**THE PROBLEM:** Your answer should consist only of the lines below from the one with "bring their own." through the one with "pub fn init_logger(log_file_path: &str)", copied exactly.
EXERCISE DATA Block Start
//! Logging initialization and startup diagnostics.
//!
//! The core logs through the `log` facade; this module wires up the
//! default console + file backend for callers that don't bring their own.

use anyhow::Result;
use simplelog::{ColorChoice, CombinedLogger, Config, LevelFilter, TermLogger, TerminalMode, WriteLogger};
use std::fs::File;

use crate::core::config::SupervisorConfig;
use crate::download::cookies::CookieStore;
use crate::download::platform::Browser;

/// Initialize logging to both the console and a file.
pub fn init_logger(log_file_path: &str) -> Result<()> {
    let log_file =
        File::create(log_file_path).map_err(|e| anyhow::anyhow!("Failed to create log file: {}", e))?;

    CombinedLogger::init(vec![
        TermLogger::new(
            LevelFilter::Info,
            Config::default(),
            TerminalMode::Mixed,
            ColorChoice::Auto,
        ),
        WriteLogger::new(LevelFilter::Debug, Config::default(), log_file),
    ])
    .map_err(|e| anyhow::anyhow!("Failed to initialize logger: {}", e))?;

    Ok(())
}

/// Log the resolved tool paths and cookie availability at startup.
///
/// Purely informational; missing binaries are reported again, as typed
/// errors, when a download is actually submitted.
pub fn log_startup_diagnostics(config: &SupervisorConfig, cookies: &dyn CookieStore) {
    log::info!("Binary directory: {}", config.bin_dir.display());
    log::info!("Downloader: {}", config.tool_bin.display());
    log::info!("Encoder: {}", config.ffmpeg_bin.display());

    if !config.tool_bin.exists() {
        log::error!("Downloader binary not found at {}", config.tool_bin.display());
    }
    if !config.ffmpeg_bin.exists() {
        log::warn!("Encoder binary not found at {}", config.ffmpeg_bin.display());
    }

    if cookies.is_available(Browser::Firefox) {
        log::info!("✅ Firefox cookies found; login-gated platforms should work");
    } else {
        log::warn!("⚠️  No Firefox cookies found; login-gated platforms will be rejected");
    }
}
EXERCISE DATA Block End
**THE ANSWER:**
//! default console + file backend for callers that don't bring their own.

use anyhow::Result;
use simplelog::{ColorChoice, CombinedLogger, Config, LevelFilter, TermLogger, TerminalMode, WriteLogger};
use std::fs::File;

use crate::core::config::SupervisorConfig;
use crate::download::cookies::CookieStore;
use crate::download::platform::Browser;

/// Initialize logging to both the console and a file.
pub fn init_logger(log_file_path: &str) -> Result<()> {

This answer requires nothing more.